Mas engane-se quem pense que isto é electrónica para dançar; nem Thom Yorke seria vulgar a esse ponto. A sonoridade que aqui reside não é vistosa porque se quer afirmar como artística; não, é vistosa porque dá forma e corpo ao inconsciente de quem encontra na música o seu refúgio. Aquele momento era dos incompreendidos, e ninguém arredaria pé da presença de alguém que sempre fez canções para serem entendidas, mas agora, fá-las com o intuito de serem sentidas.
E assim foi. Tudo era sentido e absorvido. Até poderia não ter esse intuito, mas soube quase a terapia, daquela que nos levou às lágrimas em “Dawn Chorus” e acorda-nos para a vida no abanão eletrizante de “Default”, tema de Atoms for Peace. Não houve nenhum tema de Radiohead, mas ninguém lhe pediria isso quando tinha acabado de nos dar o concerto da noite.

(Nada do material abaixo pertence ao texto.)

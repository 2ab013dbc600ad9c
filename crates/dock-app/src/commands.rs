// ABOUTME: Subcommand handlers that apply CLI operations to a layout.
// ABOUTME: Resolves panels to windows and reports whether the layout needs saving.

use anyhow::{bail, Context, Result};
use dock_core::{Axis, DockConfig, Rect};
use dock_layout::{Layout, MoveSideArgs, Placement, Window, WindowId};

use crate::cli::Commands;

fn owner(layout: &Layout, panel: &str) -> Result<WindowId> {
    layout
        .window_by_panel(panel)
        .map(Window::id)
        .with_context(|| format!("No window shows panel {panel:?}"))
}

/// Apply one command. Returns true when the layout changed.
pub fn run(layout: &mut Layout, command: Commands, config: &DockConfig) -> Result<bool> {
    match command {
        Commands::Show { json } => {
            if json {
                println!("{}", layout.to_json_pretty()?);
            } else {
                print!("{}", describe(layout));
            }
            Ok(false)
        }

        Commands::Reset { groups } => {
            let windows = groups
                .iter()
                .map(|group| {
                    Window::new(
                        group
                            .split(',')
                            .map(str::trim)
                            .filter(|panel| !panel.is_empty()),
                    )
                })
                .collect();
            *layout = Layout::with_metrics(windows, config.window.clone());
            Ok(true)
        }

        Commands::Open { panel, into } => {
            match into {
                Some(into) => {
                    let target = owner(layout, &into)?;
                    layout.open_panel_in_window(target, &panel)?;
                }
                None => {
                    layout.open_hidden_panel(&panel)?;
                }
            }
            Ok(true)
        }

        Commands::Close { panel } => {
            let id = owner(layout, &panel)?;
            layout.close_panel(id, &panel)?;
            Ok(true)
        }

        Commands::Float {
            panel,
            x,
            y,
            width,
            height,
        } => {
            let id = owner(layout, &panel)?;
            layout.float_window(id, Rect::new(x, y, width, height))?;
            Ok(true)
        }

        Commands::Split {
            panel,
            beside,
            side,
        } => {
            let source = owner(layout, &panel)?;
            let target = owner(layout, &beside)?;
            let tabs = layout.window(source).map_or(0, |w| w.panels().len());
            if tabs > 1 {
                layout.dock_panel(source, &panel, target, side)?;
            } else {
                layout.create_grid_window(source, target, side)?;
            }
            Ok(true)
        }

        Commands::Merge { panel, into } => {
            let source = owner(layout, &panel)?;
            let target = owner(layout, &into)?;
            layout.merge_window(source, target)?;
            Ok(true)
        }

        Commands::Resize {
            panel,
            side,
            delta,
            extent,
            gap,
        } => {
            let id = owner(layout, &panel)?;
            let args = match side.axis() {
                Axis::Rows => MoveSideArgs {
                    movement_y: delta,
                    height: extent,
                    gap,
                    ..Default::default()
                },
                Axis::Columns => MoveSideArgs {
                    movement_x: delta,
                    width: extent,
                    gap,
                    ..Default::default()
                },
            };
            if !layout.move_side(id, side, &args)? {
                bail!("The {side} border of the window showing {panel:?} cannot move that far");
            }
            Ok(true)
        }

        Commands::Prune { width, height } => {
            let removed = layout.remove_outside_windows(Rect::new(0.0, 0.0, width, height));
            println!("Removed {} windows", removed.len());
            Ok(!removed.is_empty())
        }
    }
}

/// Human readable summary of the grid and its windows
pub fn describe(layout: &Layout) -> String {
    let mut out = format!(
        "areas:   {}\nrows:    {}\ncolumns: {}\n",
        layout.grid_template_areas(),
        layout.grid_template_rows(),
        layout.grid_template_columns()
    );

    for window in layout.windows() {
        let tabs: Vec<String> = window
            .panels()
            .iter()
            .enumerate()
            .map(|(index, panel)| {
                if index == window.current() {
                    format!("{panel}*")
                } else {
                    panel.clone()
                }
            })
            .collect();
        let placement = match window.placement() {
            Placement::Docked { area } => format!("docked in {area}"),
            Placement::Floating {
                position,
                dimension,
            } => format!(
                "floating at ({}, {}) {}x{} z{}",
                position.x,
                position.y,
                dimension.width,
                dimension.height,
                window.z_index()
            ),
        };
        out.push_str(&format!(
            "window {} {}: {}\n",
            window.id(),
            placement,
            tabs.join(", ")
        ));
    }
    out
}

#[cfg(test)]
mod tests {
    use super::*;
    use dock_core::Side;

    fn sample() -> Layout {
        Layout::new(vec![Window::new(["editor", "notes"]), Window::new(["terminal"])])
    }

    #[test]
    fn reset_builds_one_window_per_group() {
        let mut layout = sample();
        let command = Commands::Reset {
            groups: vec!["a, b".to_string(), "c".to_string()],
        };
        assert!(run(&mut layout, command, &DockConfig::default()).unwrap());
        assert_eq!(layout.grid_template_areas(), r#""a b""#);
        assert_eq!(layout.windows()[0].panels(), ["a", "b"]);
    }

    #[test]
    fn split_tears_a_tab_out_of_a_group() {
        let mut layout = sample();
        let command = Commands::Split {
            panel: "notes".to_string(),
            beside: "terminal".to_string(),
            side: Side::Bottom,
        };
        run(&mut layout, command, &DockConfig::default()).unwrap();
        assert_eq!(layout.windows().len(), 3);
        assert_eq!(layout.window_by_panel("editor").unwrap().panels(), ["editor"]);
        assert!(layout.window_by_panel("notes").unwrap().is_docked());
    }

    #[test]
    fn unknown_panel_is_an_error() {
        let mut layout = sample();
        let command = Commands::Close {
            panel: "missing".to_string(),
        };
        let err = run(&mut layout, command, &DockConfig::default()).unwrap_err();
        assert!(err.to_string().contains("missing"));
    }

    #[test]
    fn blocked_resize_is_reported() {
        let mut layout = sample();
        let command = Commands::Resize {
            panel: "editor".to_string(),
            side: Side::Left,
            delta: 50.0,
            extent: 600.0,
            gap: 0.0,
        };
        assert!(run(&mut layout, command, &DockConfig::default()).is_err());
    }

    #[test]
    fn describe_marks_active_tabs() {
        let mut layout = sample();
        layout.open_hidden_panel("search").unwrap();
        let text = describe(&layout);
        assert!(text.contains("areas:   \"a b\""));
        assert!(text.contains("docked in a: editor*, notes"));
        assert!(text.contains("floating at (100, 100) 300x150 z1: search*"));
        assert_eq!(text.lines().count(), 3 + layout.windows().len());
        assert!(text.starts_with("areas:   \"a b\"\nrows:    1fr\ncolumns: 1fr 1fr\n"));
    }
}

Em ano de celebração dos seus 30 anos de carreira, o Palco NOS encheu-se para soprar as velas com os The Chemical Brothers.

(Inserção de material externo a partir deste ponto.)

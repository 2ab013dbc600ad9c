// ABOUTME: Border dragging between docked areas.
// ABOUTME: Converts pixel movement into track fractions and re-cuts tracks a border crosses.

use dock_core::{Axis, Side, WindowMetrics};

use crate::grid::Grid;

/// One step of a border drag, in host pixels
#[derive(Debug, Clone, Copy, PartialEq, Default)]
pub struct MoveSideArgs {
    pub movement_x: f64,
    pub movement_y: f64,
    /// Rendered width of the window being resized
    pub width: f64,
    /// Rendered height of the window being resized
    pub height: f64,
    /// Gap between rendered grid tracks
    pub gap: f64,
}

#[derive(Debug, Clone, Copy)]
struct BorderDrag {
    movement: f64,
    extent: f64,
    gap: f64,
    min_extent: f64,
}

impl Grid {
    /// Move the `side` border of `area` by the drag in `args`.
    ///
    /// Returns false when nothing changed: the area is unknown, the border is
    /// the outer grid edge, or an area next to the border is already at the
    /// minimum size. The result may still need validating by the caller.
    pub(crate) fn move_border(
        &mut self,
        area: &str,
        side: Side,
        args: &MoveSideArgs,
        metrics: &WindowMetrics,
    ) -> bool {
        match side.axis() {
            Axis::Rows => self.move_row_border(
                area,
                side.is_leading(),
                BorderDrag {
                    movement: args.movement_y,
                    extent: args.height,
                    gap: args.gap,
                    min_extent: metrics.min_height,
                },
            ),
            Axis::Columns => {
                let mut flipped = self.transposed();
                let moved = flipped.move_row_border(
                    area,
                    side.is_leading(),
                    BorderDrag {
                        movement: args.movement_x,
                        extent: args.width,
                        gap: args.gap,
                        min_extent: metrics.min_width,
                    },
                );
                if moved {
                    *self = flipped.transposed();
                }
                moved
            }
        }
    }

    fn move_row_border(&mut self, area: &str, leading: bool, drag: BorderDrag) -> bool {
        let Some(bounds) = self.boundary(area) else {
            return false;
        };
        if drag.movement == 0.0 || drag.extent <= 0.0 || bounds.height <= 0.0 {
            return false;
        }
        let index = if leading {
            bounds.min_row
        } else {
            bounds.max_row + 1
        };
        if index == 0 || index >= self.rows.len() {
            return false;
        }

        // Pixels per fraction unit
        let unit = drag.extent / bounds.height;
        let movement = drag.movement / unit;
        let gap = drag.gap / unit;
        let above = self.rows[index - 1] + movement;
        let below = self.rows[index] - movement;

        // Every area on the shrinking side must still be at least the minimum
        let shrinking_row = if drag.movement > 0.0 { index } else { index - 1 };
        let mut neighbours: Vec<&String> = self.areas[shrinking_row].iter().collect();
        neighbours.sort_unstable();
        neighbours.dedup();
        let crowded = neighbours.iter().any(|name| {
            self.boundary(name)
                .map_or(true, |other| other.height * unit < drag.min_extent)
        });
        if crowded {
            return false;
        }

        if above >= 0.0 && below >= 0.0 {
            self.rows[index - 1] = above;
            self.rows[index] = below;
            return true;
        }

        // The border passed a whole track. That track joins the growing side
        // and is re-cut from the track beyond it.
        let (overflow, kept, far, crossed, near) = if above < 0.0 {
            (above, below, index.checked_sub(2), index - 1, index)
        } else {
            (
                below,
                above,
                Some(index + 1).filter(|&row| row < self.rows.len()),
                index,
                index - 1,
            )
        };
        let Some(far) = far else {
            return false;
        };
        let carved = -overflow - gap;
        let far_size = self.rows[far] + overflow;
        if carved < 0.0 || far_size < 0.0 {
            return false;
        }

        self.rows[near] = (kept + overflow + gap).max(0.0);
        self.rows[crossed] = carved;
        self.rows[far] = far_size;
        for col in 0..self.areas[crossed].len() {
            let source = if col < bounds.min_col || col > bounds.max_col {
                far
            } else {
                near
            };
            self.areas[crossed][col] = self.areas[source][col].clone();
        }
        true
    }
}

#[cfg(test)]
mod tests {
    use super::*;

    fn grid(areas: &str, rows: &str, columns: &str) -> Grid {
        Grid::parse(areas, rows, columns).unwrap()
    }

    fn vertical(movement: f64, height: f64) -> MoveSideArgs {
        MoveSideArgs {
            movement_y: movement,
            height,
            width: 400.0,
            ..Default::default()
        }
    }

    #[test]
    fn bottom_border_transfers_fraction() {
        let mut g = grid(r#""a" "b""#, "1fr 1fr", "1fr");
        let metrics = WindowMetrics::default();
        // "a" renders 400px tall for 1fr, so 100px is a quarter fraction
        assert!(g.move_border("a", Side::Bottom, &vertical(-100.0, 400.0), &metrics));
        assert_eq!(g.template_rows(), "0.75fr 1.25fr");
        assert_eq!(g.template_areas(), r#""a" "b""#);
    }

    #[test]
    fn top_border_moves_the_seam_above() {
        let mut g = grid(r#""a" "b""#, "1fr 1fr", "1fr");
        let metrics = WindowMetrics::default();
        assert!(g.move_border("b", Side::Top, &vertical(100.0, 400.0), &metrics));
        assert_eq!(g.template_rows(), "1.25fr 0.75fr");
    }

    #[test]
    fn outer_edges_do_not_move() {
        let mut g = grid(r#""a" "b""#, "1fr 1fr", "1fr");
        let metrics = WindowMetrics::default();
        assert!(!g.move_border("a", Side::Top, &vertical(-100.0, 400.0), &metrics));
        assert!(!g.move_border("b", Side::Bottom, &vertical(100.0, 400.0), &metrics));
        assert!(!g.move_border("a", Side::Left, &vertical(0.0, 400.0), &metrics));
        assert_eq!(g.template_rows(), "1fr 1fr");
    }

    #[test]
    fn crowded_neighbour_blocks_the_move() {
        let mut g = grid(r#""a" "b""#, "3fr 1fr", "1fr");
        let metrics = WindowMetrics::default();
        // "b" renders at 80px, below the 100px minimum height
        assert!(!g.move_border("a", Side::Bottom, &vertical(20.0, 240.0), &metrics));
        assert_eq!(g.template_rows(), "3fr 1fr");
    }

    #[test]
    fn column_border_uses_horizontal_movement() {
        let mut g = grid(r#""a b""#, "1fr", "1fr 1fr");
        let metrics = WindowMetrics::default();
        let args = MoveSideArgs {
            movement_x: 200.0,
            width: 800.0,
            height: 300.0,
            ..Default::default()
        };
        assert!(g.move_border("a", Side::Right, &args, &metrics));
        assert_eq!(g.template_columns(), "1.25fr 0.75fr");
        assert_eq!(g.template_rows(), "1fr");
    }

    #[test]
    fn border_crossing_a_track_recuts_it() {
        // "c" spans both rows on the right; "a" sits over a thin track of "b"
        let mut g = grid(r#""a c" "b c" "d c""#, "2fr 0.5fr 2fr", "1fr 1fr");
        let metrics = WindowMetrics {
            min_height: 10.0,
            ..WindowMetrics::default()
        };
        // "a" is 2fr tall at 200px: 100px per fraction. Moving its bottom
        // border by 100px overruns the 0.5fr track below by 0.5fr.
        assert!(g.move_border("a", Side::Bottom, &vertical(100.0, 200.0), &metrics));
        assert_eq!(g.template_rows(), "2.5fr 0.5fr 1.5fr");
        assert_eq!(g.template_areas(), r#""a c" "a c" "d c""#);
        assert!(g.validate().is_ok());
    }
}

Pioneiros do movimento electrónica de massas, os britânicos fizeram do Passeio Marítimo de Algés uma discoteca a céu aberto, sugando o resto das energias que o público retinha destes alucinantes três dias logo ao som de “Go”. Com temas de dança intergeracionais, como “Galvanize” ou “Hey Boy, Hey Girl”, ninguém arredou pé nesta revista por todos uns grandes pontos na choruda carreira dos The Chemical Brothers, onde até houve tempo para remixes de outras referências no mundo da electrónica, como “Temptation” de New Order.
Contando com uma vistosa narrativa visual, onde se juntava um jogo de luzes capaz de tirar o máximo proveito das capacidades do Palco NOS, o último dia do NOS Alive terminou em festa. Já com olhos postos no futuro, aguarda-se em êxtase pela edição do próximo ano, cuja confirmação do regresso dos Da Weasel aos palcos, já nos deixou em contagem decrescente para 2020. Até para o ano!